- Exercise requirements: Having read the records, set them all down exactly as they appear.

----------------------------------------

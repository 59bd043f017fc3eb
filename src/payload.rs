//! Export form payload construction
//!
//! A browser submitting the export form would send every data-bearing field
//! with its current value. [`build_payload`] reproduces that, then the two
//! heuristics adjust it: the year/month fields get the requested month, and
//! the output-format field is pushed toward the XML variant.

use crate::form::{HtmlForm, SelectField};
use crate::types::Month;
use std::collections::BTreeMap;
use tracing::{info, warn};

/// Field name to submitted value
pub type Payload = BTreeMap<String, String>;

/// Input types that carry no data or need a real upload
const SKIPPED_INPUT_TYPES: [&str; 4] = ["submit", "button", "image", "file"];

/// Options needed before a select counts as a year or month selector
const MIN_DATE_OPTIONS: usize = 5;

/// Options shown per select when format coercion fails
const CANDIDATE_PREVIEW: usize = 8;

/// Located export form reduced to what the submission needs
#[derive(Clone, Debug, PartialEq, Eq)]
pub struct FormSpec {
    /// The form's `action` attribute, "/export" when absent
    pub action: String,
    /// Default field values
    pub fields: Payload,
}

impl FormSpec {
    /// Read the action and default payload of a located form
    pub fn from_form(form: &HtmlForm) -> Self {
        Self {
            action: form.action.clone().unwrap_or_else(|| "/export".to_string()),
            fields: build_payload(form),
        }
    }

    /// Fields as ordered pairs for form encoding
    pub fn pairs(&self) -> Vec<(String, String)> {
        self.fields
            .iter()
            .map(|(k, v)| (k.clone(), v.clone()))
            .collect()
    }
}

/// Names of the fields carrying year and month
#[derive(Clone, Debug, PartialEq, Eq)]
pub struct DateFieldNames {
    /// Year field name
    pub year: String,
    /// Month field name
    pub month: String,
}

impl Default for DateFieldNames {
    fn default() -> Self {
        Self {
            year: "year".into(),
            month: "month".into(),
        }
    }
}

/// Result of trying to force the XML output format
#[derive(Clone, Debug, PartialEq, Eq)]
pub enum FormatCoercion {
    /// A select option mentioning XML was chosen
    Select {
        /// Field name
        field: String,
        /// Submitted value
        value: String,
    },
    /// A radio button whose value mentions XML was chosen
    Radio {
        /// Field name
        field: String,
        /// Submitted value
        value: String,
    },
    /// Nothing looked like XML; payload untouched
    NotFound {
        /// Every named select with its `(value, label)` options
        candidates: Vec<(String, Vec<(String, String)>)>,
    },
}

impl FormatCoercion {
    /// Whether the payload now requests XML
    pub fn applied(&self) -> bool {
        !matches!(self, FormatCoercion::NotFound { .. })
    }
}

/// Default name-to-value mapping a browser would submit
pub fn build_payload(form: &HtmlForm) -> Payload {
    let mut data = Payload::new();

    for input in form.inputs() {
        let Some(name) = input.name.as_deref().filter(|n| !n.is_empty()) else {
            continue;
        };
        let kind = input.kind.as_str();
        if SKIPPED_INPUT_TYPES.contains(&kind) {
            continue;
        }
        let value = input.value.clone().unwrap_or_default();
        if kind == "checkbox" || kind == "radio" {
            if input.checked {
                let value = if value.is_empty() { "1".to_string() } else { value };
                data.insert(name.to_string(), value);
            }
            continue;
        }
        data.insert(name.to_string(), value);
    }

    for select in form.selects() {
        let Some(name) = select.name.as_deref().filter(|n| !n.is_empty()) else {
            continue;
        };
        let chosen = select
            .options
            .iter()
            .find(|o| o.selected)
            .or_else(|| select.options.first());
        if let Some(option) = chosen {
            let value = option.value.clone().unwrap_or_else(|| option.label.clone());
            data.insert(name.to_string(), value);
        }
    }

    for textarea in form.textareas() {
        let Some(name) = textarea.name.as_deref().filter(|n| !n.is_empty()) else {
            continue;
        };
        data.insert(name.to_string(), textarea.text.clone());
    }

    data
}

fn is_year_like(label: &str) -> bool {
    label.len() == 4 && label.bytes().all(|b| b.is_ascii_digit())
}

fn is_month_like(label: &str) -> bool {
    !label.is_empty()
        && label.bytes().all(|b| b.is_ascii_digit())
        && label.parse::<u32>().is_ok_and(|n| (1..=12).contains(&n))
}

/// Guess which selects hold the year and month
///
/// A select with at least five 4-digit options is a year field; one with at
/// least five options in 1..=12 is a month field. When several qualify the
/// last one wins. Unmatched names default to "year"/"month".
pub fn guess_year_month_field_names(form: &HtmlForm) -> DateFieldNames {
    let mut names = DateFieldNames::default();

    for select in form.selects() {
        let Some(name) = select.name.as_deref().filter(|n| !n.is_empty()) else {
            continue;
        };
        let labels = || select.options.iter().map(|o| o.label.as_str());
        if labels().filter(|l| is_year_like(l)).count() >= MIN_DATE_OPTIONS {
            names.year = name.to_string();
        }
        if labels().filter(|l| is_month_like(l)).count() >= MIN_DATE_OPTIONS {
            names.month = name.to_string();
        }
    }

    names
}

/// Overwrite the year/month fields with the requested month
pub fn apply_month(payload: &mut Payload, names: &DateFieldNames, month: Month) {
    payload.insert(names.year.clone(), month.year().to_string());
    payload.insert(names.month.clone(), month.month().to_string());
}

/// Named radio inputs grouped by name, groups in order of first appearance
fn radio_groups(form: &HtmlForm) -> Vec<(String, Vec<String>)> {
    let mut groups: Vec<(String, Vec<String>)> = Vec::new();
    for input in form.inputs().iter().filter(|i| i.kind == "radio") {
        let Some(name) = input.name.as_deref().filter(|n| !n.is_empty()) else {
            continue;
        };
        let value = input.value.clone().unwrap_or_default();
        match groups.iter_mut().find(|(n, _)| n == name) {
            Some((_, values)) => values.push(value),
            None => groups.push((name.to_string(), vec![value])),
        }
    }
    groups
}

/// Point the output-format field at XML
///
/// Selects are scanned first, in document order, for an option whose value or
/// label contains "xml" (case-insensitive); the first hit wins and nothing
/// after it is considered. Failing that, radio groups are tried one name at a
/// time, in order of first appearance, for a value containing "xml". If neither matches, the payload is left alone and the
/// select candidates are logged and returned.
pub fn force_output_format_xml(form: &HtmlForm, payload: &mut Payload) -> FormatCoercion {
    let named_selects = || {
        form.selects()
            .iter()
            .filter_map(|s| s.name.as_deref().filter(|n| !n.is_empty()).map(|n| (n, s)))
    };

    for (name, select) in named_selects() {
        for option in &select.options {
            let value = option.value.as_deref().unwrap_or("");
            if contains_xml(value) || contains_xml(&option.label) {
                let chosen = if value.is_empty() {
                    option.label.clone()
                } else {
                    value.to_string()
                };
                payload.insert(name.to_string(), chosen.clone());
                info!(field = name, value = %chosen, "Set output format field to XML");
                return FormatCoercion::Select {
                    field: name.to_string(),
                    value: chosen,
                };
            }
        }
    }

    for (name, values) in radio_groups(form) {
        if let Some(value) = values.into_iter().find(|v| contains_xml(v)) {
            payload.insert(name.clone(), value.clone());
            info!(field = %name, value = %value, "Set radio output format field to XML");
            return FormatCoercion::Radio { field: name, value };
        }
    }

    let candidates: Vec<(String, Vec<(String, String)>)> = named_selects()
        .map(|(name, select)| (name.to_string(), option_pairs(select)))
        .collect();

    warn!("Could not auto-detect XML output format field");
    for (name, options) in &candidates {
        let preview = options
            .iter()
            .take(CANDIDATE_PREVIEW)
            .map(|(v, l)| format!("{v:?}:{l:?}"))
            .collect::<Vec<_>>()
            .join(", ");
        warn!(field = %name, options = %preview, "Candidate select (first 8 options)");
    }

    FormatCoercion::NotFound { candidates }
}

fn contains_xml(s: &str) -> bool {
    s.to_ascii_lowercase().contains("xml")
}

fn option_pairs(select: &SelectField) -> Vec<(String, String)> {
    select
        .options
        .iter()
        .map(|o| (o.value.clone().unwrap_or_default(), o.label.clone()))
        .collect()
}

----------------------------------------

- Exercise output:
repository 59bd043f017fc3eb
filename src/payload.rs
//! Export form payload construction
//!
//! A browser submitting the export form would send every data-bearing field
//! with its current value. [`build_payload`] reproduces that, then the two
//! heuristics adjust it: the year/month fields get the requested month, and
//! the output-format field is pushed toward the XML variant.

use crate::form::{HtmlForm, SelectField};
use crate::types::Month;
use std::collections::BTreeMap;
use tracing::{info, warn};

/// Field name to submitted value
pub type Payload = BTreeMap<String, String>;

/// Input types that carry no data or need a real upload
const SKIPPED_INPUT_TYPES: [&str; 4] = ["submit", "button", "image", "file"];

/// Options needed before a select counts as a year or month selector
const MIN_DATE_OPTIONS: usize = 5;

/// Options shown per select when format coercion fails
const CANDIDATE_PREVIEW: usize = 8;

/// Located export form reduced to what the submission needs
#[derive(Clone, Debug, PartialEq, Eq)]
pub struct FormSpec {
    /// The form's `action` attribute, "/export" when absent
    pub action: String,
    /// Default field values
    pub fields: Payload,
}

impl FormSpec {
    /// Read the action and default payload of a located form
    pub fn from_form(form: &HtmlForm) -> Self {
        Self {
            action: form.action.clone().unwrap_or_else(|| "/export".to_string()),
            fields: build_payload(form),
        }
    }

    /// Fields as ordered pairs for form encoding
    pub fn pairs(&self) -> Vec<(String, String)> {
        self.fields
            .iter()
            .map(|(k, v)| (k.clone(), v.clone()))
            .collect()
    }
}

/// Names of the fields carrying year and month
#[derive(Clone, Debug, PartialEq, Eq)]
pub struct DateFieldNames {
    /// Year field name
    pub year: String,
    /// Month field name
    pub month: String,
}

impl Default for DateFieldNames {
    fn default() -> Self {
        Self {
            year: "year".into(),
            month: "month".into(),
        }
    }
}

/// Result of trying to force the XML output format
#[derive(Clone, Debug, PartialEq, Eq)]
pub enum FormatCoercion {
    /// A select option mentioning XML was chosen
    Select {
        /// Field name
        field: String,
        /// Submitted value
        value: String,
    },
    /// A radio button whose value mentions XML was chosen
    Radio {
        /// Field name
        field: String,
        /// Submitted value
        value: String,
    },
    /// Nothing looked like XML; payload untouched
    NotFound {
        /// Every named select with its `(value, label)` options
        candidates: Vec<(String, Vec<(String, String)>)>,
    },
}

impl FormatCoercion {
    /// Whether the payload now requests XML
    pub fn applied(&self) -> bool {
        !matches!(self, FormatCoercion::NotFound { .. })
    }
}

/// Default name-to-value mapping a browser would submit
pub fn build_payload(form: &HtmlForm) -> Payload {
    let mut data = Payload::new();

    for input in form.inputs() {
        let Some(name) = input.name.as_deref().filter(|n| !n.is_empty()) else {
            continue;
        };
        let kind = input.kind.as_str();
        if SKIPPED_INPUT_TYPES.contains(&kind) {
            continue;
        }
        let value = input.value.clone().unwrap_or_default();
        if kind == "checkbox" || kind == "radio" {
            if input.checked {
                let value = if value.is_empty() { "1".to_string() } else { value };
                data.insert(name.to_string(), value);
            }
            continue;
        }
        data.insert(name.to_string(), value);
    }

    for select in form.selects() {
        let Some(name) = select.name.as_deref().filter(|n| !n.is_empty()) else {
            continue;
        };
        let chosen = select
            .options
            .iter()
            .find(|o| o.selected)
            .or_else(|| select.options.first());
        if let Some(option) = chosen {
            let value = option.value.clone().unwrap_or_else(|| option.label.clone());
            data.insert(name.to_string(), value);
        }
    }

    for textarea in form.textareas() {
        let Some(name) = textarea.name.as_deref().filter(|n| !n.is_empty()) else {
            continue;
        };
        data.insert(name.to_string(), textarea.text.clone());
    }

    data
}

fn is_year_like(label: &str) -> bool {
    label.len() == 4 && label.bytes().all(|b| b.is_ascii_digit())
}

fn is_month_like(label: &str) -> bool {
    !label.is_empty()
        && label.bytes().all(|b| b.is_ascii_digit())
        && label.parse::<u32>().is_ok_and(|n| (1..=12).contains(&n))
}

/// Guess which selects hold the year and month
///
/// A select with at least five 4-digit options is a year field; one with at
/// least five options in 1..=12 is a month field. When several qualify the
/// last one wins. Unmatched names default to "year"/"month".
pub fn guess_year_month_field_names(form: &HtmlForm) -> DateFieldNames {
    let mut names = DateFieldNames::default();

    for select in form.selects() {
        let Some(name) = select.name.as_deref().filter(|n| !n.is_empty()) else {
            continue;
        };
        let labels = || select.options.iter().map(|o| o.label.as_str());
        if labels().filter(|l| is_year_like(l)).count() >= MIN_DATE_OPTIONS {
            names.year = name.to_string();
        }
        if labels().filter(|l| is_month_like(l)).count() >= MIN_DATE_OPTIONS {
            names.month = name.to_string();
        }
    }

    names
}

/// Overwrite the year/month fields with the requested month
pub fn apply_month(payload: &mut Payload, names: &DateFieldNames, month: Month) {
    payload.insert(names.year.clone(), month.year().to_string());
    payload.insert(names.month.clone(), month.month().to_string());
}

/// Named radio inputs grouped by name, groups in order of first appearance
fn radio_groups(form: &HtmlForm) -> Vec<(String, Vec<String>)> {
    let mut groups: Vec<(String, Vec<String>)> = Vec::new();
    for input in form.inputs().iter().filter(|i| i.kind == "radio") {
        let Some(name) = input.name.as_deref().filter(|n| !n.is_empty()) else {
            continue;
        };
        let value = input.value.clone().unwrap_or_default();
        match groups.iter_mut().find(|(n, _)| n == name) {
            Some((_, values)) => values.push(value),
            None => groups.push((name.to_string(), vec![value])),
        }
    }
    groups
}

/// Point the output-format field at XML
///
/// Selects are scanned first, in document order, for an option whose value or
/// label contains "xml" (case-insensitive); the first hit wins and nothing
/// after it is considered. Failing that, radio groups are tried one name at a
/// time, in order of first appearance, for a value containing "xml". If neither matches, the payload is left alone and the
/// select candidates are logged and returned.
pub fn force_output_format_xml(form: &HtmlForm, payload: &mut Payload) -> FormatCoercion {
    let named_selects = || {
        form.selects()
            .iter()
            .filter_map(|s| s.name.as_deref().filter(|n| !n.is_empty()).map(|n| (n, s)))
    };

    for (name, select) in named_selects() {
        for option in &select.options {
            let value = option.value.as_deref().unwrap_or("");
            if contains_xml(value) || contains_xml(&option.label) {
                let chosen = if value.is_empty() {
                    option.label.clone()
                } else {
                    value.to_string()
                };
                payload.insert(name.to_string(), chosen.clone());
                info!(field = name, value = %chosen, "Set output format field to XML");
                return FormatCoercion::Select {
                    field: name.to_string(),
                    value: chosen,
                };
            }
        }
    }

    for (name, values) in radio_groups(form) {
        if let Some(value) = values.into_iter().find(|v| contains_xml(v)) {
            payload.insert(name.clone(), value.clone());
            info!(field = %name, value = %value, "Set radio output format field to XML");
            return FormatCoercion::Radio { field: name, value };
        }
    }

    let candidates: Vec<(String, Vec<(String, String)>)> = named_selects()
        .map(|(name, select)| (name.to_string(), option_pairs(select)))
        .collect();

    warn!("Could not auto-detect XML output format field");
    for (name, options) in &candidates {
        let preview = options
            .iter()
            .take(CANDIDATE_PREVIEW)
            .map(|(v, l)| format!("{v:?}:{l:?}"))
            .collect::<Vec<_>>()
            .join(", ");
        warn!(field = %name, options = %preview, "Candidate select (first 8 options)");
    }

    FormatCoercion::NotFound { candidates }
}

fn contains_xml(s: &str) -> bool {
    s.to_ascii_lowercase().contains("xml")
}

fn option_pairs(select: &SelectField) -> Vec<(String, String)> {
    select
        .options
        .iter()
        .map(|o| (o.value.clone().unwrap_or_default(), o.label.clone()))
        .collect()
}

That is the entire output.